Sammanfattning: The effects of data uncertainty in applications of the critical loads concept were investigated on different spatial resolutions in Sweden and northern Czech Republic. Critical loads of acidity (CL) were calculated for Sweden using the biogeochemical model PROFILE. Three methods with different structural complexity were used to estimate the adverse effects of SO2 concentrations in northern Czech Republic. The methods were employed to derive critical levels of SO2. Data uncertainties in the calculated critical loads/levels and exceedances (EX) were assessed using Monte Carlo simulations. Uncertainties within cumulative distribution functions (CDF) were aggregated by accounting for the overlap between site specific confidence intervals. Aggregation of data uncertainties within CDFs resulted in lower CL and higher EX best estimates in comparison with percentiles represented by individual sites. Data uncertainties were consequently found to advocate larger deposition reductions to achieve non-exceedance based on low critical loads estimates on 150x150 km resolution. Input data was found to impair the level of differentiation between geographical units at all investigated resolutions. Aggregation of data uncertainty within CDFs involved more constrained confidence intervals for a given percentile. Differentiation as well as identification of grid cells on 150x150 km resolution subjected to EX was generally improved. Calculation of the probability of EX was shown to preserve the possibility to differentiate between geographical units. Re-aggregation of the 95%-ile EX on 50x50 km resolution generally increased the confidence interval for each percentile. The majority of the grid cells on 50x50 km resolution could not be unambiguously classified as exceeded or non exceeded. Significant relationships were found between forest decline and the three methods addressing risks induced by SO2 concentrations.
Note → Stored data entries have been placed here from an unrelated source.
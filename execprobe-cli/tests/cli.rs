//! Integration tests for the execprobe CLI: the argument surface, the
//! exit-status contract, and shared-memory cleanup.
//!
//! Probe outcomes are platform policy, so most assertions accept both the
//! success path (payload returned 55, exit 0) and the denied path (fault or
//! OS refusal, exit 1). Anything else — clap's exit 2, a raw signal death —
//! is a defect in the tool, not the platform.

use std::process::{Command, Output};
use std::thread;
use std::time::Duration;

const MODES: [&str; 13] = [
    "data",
    "bss",
    "stack",
    "stack-exec",
    "malloc-rw",
    "malloc-rw-x",
    "mmap-rw",
    "mmap-rwx",
    "mmap-rw-x",
    "shm-open-rwx",
    "shmget-rw",
    "shmget-rwx",
    "shmget-rw-x",
];

fn run_probe(args: &[&str]) -> Output {
    Command::new(env!("CARGO_BIN_EXE_execprobe"))
        .args(args)
        .output()
        .expect("failed to spawn execprobe")
}

#[test]
fn no_arguments_prints_usage_and_fails() {
    let output = run_probe(&[]);
    assert_eq!(output.status.code(), Some(1));
    let stderr = String::from_utf8_lossy(&output.stderr);
    assert!(stderr.contains("Usage"), "stderr: {stderr}");
}

#[test]
fn unrecognized_mode_lists_the_vocabulary_and_fails() {
    let output = run_probe(&["stac"]);
    assert_eq!(output.status.code(), Some(1));
    let stderr = String::from_utf8_lossy(&output.stderr);
    assert!(stderr.contains("unrecognized mode 'stac'"), "stderr: {stderr}");
    assert!(stderr.contains("stack-exec"), "stderr: {stderr}");
}

#[test]
fn help_and_version_exit_zero() {
    let help = run_probe(&["--help"]);
    assert_eq!(help.status.code(), Some(0));
    assert!(String::from_utf8_lossy(&help.stdout).contains("MODES"));

    let version = run_probe(&["--version"]);
    assert_eq!(version.status.code(), Some(0));
}

#[test]
fn every_mode_honours_the_exit_contract() {
    for mode in MODES {
        let output = run_probe(&[mode]);
        match output.status.code() {
            Some(0) => {
                let stdout = String::from_utf8_lossy(&output.stdout);
                assert!(
                    stdout.contains("executed successfully (55)"),
                    "mode {mode}: {stdout}"
                );
            }
            Some(1) => {
                let stderr = String::from_utf8_lossy(&output.stderr);
                assert!(!stderr.is_empty(), "mode {mode} failed without a report");
            }
            other => panic!("mode {mode} exited with {other:?}"),
        }
    }
}

#[test]
fn executable_mappings_actually_execute() {
    // Any mainstream kernel grants an executable anonymous mapping; treat
    // these as hard successes so a broken payload cannot hide behind the
    // policy-dependent contract above.
    for mode in ["mmap-rwx", "mmap-rw-x"] {
        let output = run_probe(&[mode]);
        assert_eq!(output.status.code(), Some(0), "mode {mode}");
        let stdout = String::from_utf8_lossy(&output.stdout);
        assert!(stdout.contains("(55)"), "mode {mode}: {stdout}");
    }
}

#[test]
fn json_output_is_a_single_record() {
    let output = run_probe(&["--json", "mmap-rwx"]);
    assert_eq!(output.status.code(), Some(0));

    let stdout = String::from_utf8_lossy(&output.stdout);
    let line = stdout.trim();
    assert_eq!(line.lines().count(), 1, "stdout: {stdout}");
    assert!(line.contains("\"mode\":\"mmap-rwx\""), "stdout: {stdout}");
    assert!(line.contains("\"returned\":55"), "stdout: {stdout}");
}

fn shm_residue() -> Vec<String> {
    std::fs::read_dir("/dev/shm")
        .map(|entries| {
            entries
                .filter_map(|entry| entry.ok())
                .map(|entry| entry.file_name().to_string_lossy().into_owned())
                .filter(|name| name.starts_with("execprobe"))
                .collect()
        })
        .unwrap_or_default()
}

#[test]
fn shared_memory_modes_are_idempotent_and_leave_no_residue() {
    for mode in ["shm-open-rwx", "shmget-rw", "shmget-rwx", "shmget-rw-x"] {
        let first = run_probe(&[mode]);
        let second = run_probe(&[mode]);

        for output in [&first, &second] {
            assert!(
                matches!(output.status.code(), Some(0 | 1)),
                "mode {mode} exited with {:?}",
                output.status.code()
            );
        }
        assert_eq!(
            first.status.code(),
            second.status.code(),
            "mode {mode} changed behavior between runs"
        );
    }

    // Probes from concurrently running tests hold a name for the instant
    // between shm_open and shm_unlink; give them a moment before declaring
    // residue.
    let mut residue = shm_residue();
    if !residue.is_empty() {
        thread::sleep(Duration::from_millis(200));
        residue = shm_residue();
    }
    assert!(residue.is_empty(), "residual /dev/shm entries: {residue:?}");
}
use std::ffi::c_void;
use std::ptr::NonNull;

use nix::sys::mman;

use super::Protection;
use crate::{Error, Result};

/// The system page size in bytes.
///
/// # Errors
/// Returns [`Error::PageSize`] if `sysconf` refuses to answer, which no
/// supported platform actually does.
pub fn page_size() -> Result<usize> {
    let size = unsafe { libc::sysconf(libc::_SC_PAGESIZE) };
    if size <= 0 {
        return Err(Error::PageSize);
    }
    Ok(size as usize)
}

/// The span of whole pages covering an arbitrary address range.
///
/// `mprotect` operates on page boundaries; a probe that wants to flip the
/// execute bit on a stack array or an interior heap page has to widen the
/// request to the pages the bytes actually occupy. The start address is the
/// containing page of the first byte; the length runs to the last byte of the
/// range (the kernel rounds the tail up itself).
#[derive(Debug, Clone, Copy)]
pub struct PageSpan {
    start: NonNull<c_void>,
    len: usize,
}

impl PageSpan {
    /// Compute the page span covering `len` bytes at `addr`.
    ///
    /// # Errors
    /// Returns [`Error::EmptyRegion`] for a null address or zero length, and
    /// [`Error::PageSize`] if the page size cannot be determined.
    pub fn covering(addr: *const u8, len: usize) -> Result<PageSpan> {
        if len == 0 {
            return Err(Error::EmptyRegion);
        }
        let page = page_size()?;
        let start = addr as usize & !(page - 1);
        let end = addr as usize + len;
        let start = NonNull::new(start as *mut c_void).ok_or(Error::EmptyRegion)?;
        Ok(PageSpan {
            start,
            len: end - start.as_ptr() as usize,
        })
    }

    /// First byte of the span (page-aligned).
    #[must_use]
    pub fn start(&self) -> *mut u8 {
        self.start.as_ptr().cast()
    }

    /// Number of bytes from the span start to the end of the covered range.
    #[must_use]
    pub fn len(&self) -> usize {
        self.len
    }

    /// Whether the span is empty. It never is; `covering` rejects that.
    #[must_use]
    pub fn is_empty(&self) -> bool {
        self.len == 0
    }

    /// Change the protection of every page in the span.
    ///
    /// # Errors
    /// Returns [`Error::Os`] when the kernel rejects the change.
    ///
    /// # Safety
    /// The span must lie inside memory this process has mapped, and no live
    /// reference may rely on a protection the new `prot` revokes.
    pub unsafe fn protect(&self, prot: Protection) -> Result<()> {
        mman::mprotect(self.start, self.len, prot.into())
            .map_err(|errno| Error::os("mprotect", errno))
    }
}

#[cfg(test)]
mod tests {
    use super::*;

    #[test]
    fn page_size_is_a_reasonable_power_of_two() {
        let page = page_size().unwrap();
        assert!(page >= 4096);
        assert!(page.is_power_of_two());
    }

    #[test]
    fn covering_floors_the_start_to_a_page_boundary() {
        let page = page_size().unwrap();
        let addr = (page * 7 + 100) as *const u8;
        let span = PageSpan::covering(addr, 11).unwrap();

        assert_eq!(span.start() as usize, page * 7);
        assert_eq!(span.len(), 111);
    }

    #[test]
    fn covering_spans_a_page_boundary_when_the_range_does() {
        let page = page_size().unwrap();
        let addr = (page * 3 - 4) as *const u8;
        let span = PageSpan::covering(addr, 11).unwrap();

        assert_eq!(span.start() as usize, page * 2);
        assert_eq!(span.len(), page + 7);
    }

    #[test]
    fn covering_rejects_empty_ranges() {
        assert!(matches!(
            PageSpan::covering(4096 as *const u8, 0),
            Err(Error::EmptyRegion)
        ));
    }
}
Modifying SO2 concentrations by accounting for the length of the vegetation period was found to constitute the most useful trade-off between structural complexity, data availability and effects of data uncertainty. Data uncertainties in CL and EX estimates were found to be efficiently mitigated by reducing data uncertainty in the critical limit of the chemical criteria - the BC/Al ratio. The distributed CL and EX assessment on local level in Sweden was found to be efficiently improved by enhancing the resolution of the underlying vegetation map.